Economie
L'Asie du Sud dans la presse

Inde : l'or, valeur refuge pour les fraudeurs face à la démonétisation ?

Au mois de novembre, l'explosion du prix de l'or sur le marché noir en Inde et les importations en flèche du métal doré laissent penser que les fraudeurs ont misé sur cette valeur refuge pour contrer la démonétisation. (Crédit : AFP PHOTO / Diptendu DUTTA)
Au mois de novembre, l'explosion du prix de l'or sur le marché noir en Inde et les importations en flèche du métal doré laissent penser que les fraudeurs ont misé sur cette valeur refuge pour contrer la démonétisation. (Crédit : AFP PHOTO / Diptendu DUTTA)
C’est un peu trop gros pour une simple coïncidence. Au mois de novembre, les importations indiennes d’or se sont établies à 100 tonnes – soit un cinquième des importations totales du métal précieux en 2016. Dans le même temps, Narendra Modi décrétait par surprise la démonétisation des billets de 500 et 1000 roupies pour lutter contre l’argent sale. De là à estimer que les fraudeurs ont fait de l’or une valeur refuge, il n’y a qu’un pas que franchit le site Firstpost. Une perspective loin d’apaiser la colère populaire, malgré les discours « rassurants » du gouvernement.
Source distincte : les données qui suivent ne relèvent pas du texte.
//! Health check endpoint

use axum::{extract::State, routing::get, Json, Router};
use serde::Serialize;

use crate::AppState;

/// Health check response: status, module name, version, catalog size
#[derive(Debug, Serialize)]
pub struct HealthResponse {
    pub status: String,
    pub module: String,
    pub version: String,
    pub beats: usize,
}

/// GET /health
pub async fn health_check(State(state): State<AppState>) -> Json<HealthResponse> {
    Json(HealthResponse {
        status: "ok".to_string(),
        module: "bbs-storefront".to_string(),
        version: env!("CARGO_PKG_VERSION").to_string(),
        beats: state.catalog.len(),
    })
}

/// Build health check routes
pub fn health_routes() -> Router<AppState> {
    Router::new().route("/health", get(health_check))
}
« Dans les quatre heures qui se sont écoulées entre l’annonce du Premier ministre (à 20h) et le 8 novembre à minuit [date à partir de laquelle les billets ont été démonétisés, NDLR], le prix de l’or sur le marché noir est passé de 30 000 roupies à 50 000 voire 55 000 roupies pour 10 grammes », explique Ravi Singh, responsable de la recherche à la SMC Commodities Trade. « Cette hausse du prix, de même que les chiffres des importations, indique que de l’argent sale a été converti. » Les Indiens craignent désormais que des mesures répressives ne soient prises contre leurs possessions d’or.
Le ministre indien des Finances Arun Jaitley a néanmoins affirmé qu’aucune nouvelle taxe ne serait imposée sur de tels achats. Ce vendredi 2 décembre, il a d’ailleurs estimé que les « disruptions » entraînées par la politique de démonétisation n’étaient que « temporaires », rapporte The Indian Express. D’après lui, les bénéfices se feront ressentir à long terme et l’Inde devrait, comme l’année dernière, connaître la croissance économique la plus importante parmi les principales économies de la planète.
Un optimisme qui a du mal à percoler au sein des classes populaires. En cause : une accélération des mesures de démonétisation qui les prend de court. Alors qu’ils étaient censés pouvoir utiliser leurs anciens billets jusqu’au 15 décembre dans les stations service, les Indiens ont en réalité jusqu’à aujourd’hui seulement pour dépenser leurs coupures démonétisées. Le gouvernement a en effet décidé d’écourter ce temps de latence du jour au lendemain, rapporte le Bangkok Post. « Le gouvernement n’a aucune idée de ce que l’on est obligés de faire pour s’en sortir », résume un employé du secteur privé cité par le quotidien thaïlandais.
Dans la classe politique, l’opposition se dresse vent debout contre Modi et son big bang monétaire. Parmi les plus bruyants, la ministre-en-chef du Bengale-occidental, Mamata Banerjee, se fait le porte-voix de la gronde populaire en attaquant frontalement le Premier ministre, commente le Times of India. Elle demande l’annulation pure et simple de sa politique. Pourquoi cela ? D’après le quotidien, Mamata chercherait à tirer parti du profond ressentiment de la population de son Etat, initialement en faveur de la démonétisation mais finalement durement frappée par ses conséquences, afin de « trouver sa place dans le champ politique national » et de s’ériger en principale figure d’opposition au parti nationaliste hindou (BJP) de Modi.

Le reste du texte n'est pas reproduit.